Идолы театра. Долгое прощание - страница 2
Нехватка сочувствия вызвана синдромом добровольной самоцензуры, симптомом действия транснациональной власти не извне, а внутри самого человека, который добровольно отдает гротескному Отцу искусственного интеллекта, машине желаний, означающие своей личности, выраженные в праве что-то решать, действовать, делать выбор, сопротивляться, быть действенным субъектом истории. Образуются пустота, вакуум, разрыв, которые сшиваются символическими швами пропаганды. В её основе лежит своеобразное знание-незнание: человеку на самом деле доподлинно известно, что происходит и как страдает его ближний, но человек знает, что он не может сделать ничего конкретного и полезного, он не может даже высказаться в защиту страдающего, потому что он – безволен, напуган и лишен способности к артикуляции позиции, более того, он приспособлен к неолиберальной гегемонии и по-своему вписан в неё, и это конформистское решение вполне его устраивает, делая его жизнь вполне комфортной и сносной. В этом состоит глубочайший обман, заложенный в современный «военный» пацифизм: миротворчество больше не является взвешенной «мета-позицией гуманиста» посреди кипящего многоообразия беснующихся лагерей, а является результатом страха потерять комфорт, продуктом фантазма. Именно комфорт обещает машина желаний, общество потребления. Боязнь санкций руководит пацифистами, а не категорический моральный императив Канта. Абсолютное альтруистическое добро подменяется гипотетическим императивом – добром ради выгоды и удобства.

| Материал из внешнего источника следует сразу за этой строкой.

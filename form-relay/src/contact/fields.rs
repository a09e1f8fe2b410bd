//! Request body decoding into a flat field map.
//!
//! Web form builders post either JSON or `application/x-www-form-urlencoded`,
//! so both are reduced to the same `FormFields` before extraction.

use std::collections::HashMap;

use serde_json::Value;
use thiserror::Error;
use tracing::{info, warn};

/// Body could not be decoded. Nothing from it is used.
#[derive(Debug, Error)]
pub enum BodyError {
    #[error("body is not valid UTF-8: {0}")]
    InvalidUtf8(#[from] std::str::Utf8Error),

    #[error("body is not valid JSON: {0}")]
    InvalidJson(#[from] serde_json::Error),
}

/// Flat key/value view of a submitted form.
#[derive(Debug, Clone, Default, PartialEq, Eq)]
pub struct FormFields(HashMap<String, String>);

impl FormFields {
    /// Trimmed value of `key`, or an empty string.
    pub fn get(&self, key: &str) -> String {
        self.0
            .get(key)
            .map(|v| trim_field(v).to_string())
            .unwrap_or_default()
    }

    /// Trimmed value of `key`, falling back to `alt` only when `key` is absent.
    pub fn get_either(&self, key: &str, alt: &str) -> String {
        self.0
            .get(key)
            .or_else(|| self.0.get(alt))
            .map(|v| trim_field(v).to_string())
            .unwrap_or_default()
    }

    pub fn len(&self) -> usize {
        self.0.len()
    }

    pub fn is_empty(&self) -> bool {
        self.0.is_empty()
    }

    /// Parse URL-encoded form data. A repeated key keeps its last value.
    pub fn from_urlencoded(text: &str) -> Self {
        url::form_urlencoded::parse(text.as_bytes())
            .map(|(k, v)| (k.into_owned(), v.into_owned()))
            .collect()
    }

    /// Build fields from a decoded JSON document.
    ///
    /// Only a top-level object contributes fields. `null` members count as
    /// absent, other scalars are rendered as text, and nested arrays or
    /// objects are kept as compact JSON.
    pub fn from_json(value: Value) -> Self {
        let object = match value {
            Value::Object(object) => object,
            Value::Null => return Self::default(),
            other => {
                warn!(json_type = json_type(&other), "contact_json_not_an_object");
                return Self::default();
            }
        };

        object
            .into_iter()
            .filter_map(|(key, value)| {
                let text = match value {
                    Value::Null => return None,
                    Value::String(s) => s,
                    Value::Bool(b) => b.to_string(),
                    Value::Number(n) => n.to_string(),
                    nested => nested.to_string(),
                };
                Some((key, text))
            })
            .collect()
    }
}

impl FromIterator<(String, String)> for FormFields {
    fn from_iter<I: IntoIterator<Item = (String, String)>>(iter: I) -> Self {
        FormFields(iter.into_iter().collect())
    }
}

/// Strip surrounding whitespace, including byte order marks.
pub fn trim_field(value: &str) -> &str {
    value.trim_matches(|c: char| c.is_whitespace() || c == '\u{feff}')
}

/// Decode a request body according to its `Content-Type`.
///
/// Anything mentioning `application/json` is parsed as JSON, everything
/// else (including a missing header) as URL-encoded form data.
pub fn parse_body(content_type: &str, body: &[u8]) -> Result<FormFields, BodyError> {
    let content_type = content_type.to_ascii_lowercase();

    let fields = if content_type.contains("application/json") {
        if body.iter().all(u8::is_ascii_whitespace) {
            FormFields::default()
        } else {
            FormFields::from_json(serde_json::from_slice(body)?)
        }
    } else {
        FormFields::from_urlencoded(std::str::from_utf8(body)?)
    };

    info!(
        content_type = %content_type,
        body_length = body.len(),
        field_count = fields.len(),
        "contact_body_parsed"
    );

    Ok(fields)
}

fn json_type(value: &Value) -> &'static str {
    match value {
        Value::Null => "null",
        Value::Bool(_) => "bool",
        Value::Number(_) => "number",
        Value::String(_) => "string",
        Value::Array(_) => "array",
        Value::Object(_) => "object",
    }
}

Желание жить комфортно и есть базовый фантазм, фундаментальный символический код Реального, который руководит действиями пассивного конформиста. Отдавая свою активность Другому, он соглашается на потерю личности ради комфорта, но горечь от нехватки самости остается, и ее необходимо «сшить» неким идеологическим объяснением. Поскольку конформисту катастрофа известна, потому что мир информационной прозрачности не позволяет просто закрыть на нее глаза, её надо каким-то образом объяснить, вписать в спайку означающих. Для этого следует представить, что все эти жертвы приносятся ради «высших целей» демократии, или, что они являются «неизбежной потерей» в рамках достижения этих целей (независимо от наличия или отсутствия таковых целей). Идеология, которая не скрывает своих тайн, а таковой является идеология коллективного Запада, почти не применяющая методов командно-административных запретов, всегда действует по принципу гиперболического выпячивания болезненного. Не-сокрытие непристойного, становящегося предметом смакования, – это эффект «Цветов зла» Шарля Бодлера, ставших достоянием масовой культуры обывателя в результате отделения эстетики от этики, когда эстетика, Воображаемое, не только обрела автономию, но и посягнула на Символическое – на этические смыслы, уничтожая их и одновременно выдавая себя за них.
Метафора чувственности, уничтожив мораль, оказалась беззащитной перед собственным чувственным и осуществила бегство от свободы в новую диктатуру. Воображаемое, уничтожив Символическое, растерялось перед Реальным и было поглощено им в новое Символическое. Убить дракона – это родить нового дракона. Репрессивный смех над трагедией обернулся карнавалом, а карнавал – это тоталитарная зачистка. Избавиться от отцовского покровительства – это впасть в зависимость от отчима. Спасти индивидуальность, избавив её от тисков структуры, – это уничтожить индивидуальность, родив новую глобальную структуру. Мы движемся от диктатуры через революцию к диктатуре. Катастрофа доводится до абсурда и презентуется на экране как гротеск и китч. Катастрофа выставляется напоказ со всеми непристойностью и цинизмом, на которые только способна «толерантная» власть. В катастрофе меняются означающие и переставляются акценты, в результате чего зло становится домашним и приемлемым, лес превращается в прилизанный садик, а ситуативное мышление заслоняется от правды комфортными алгоритмами «креативности».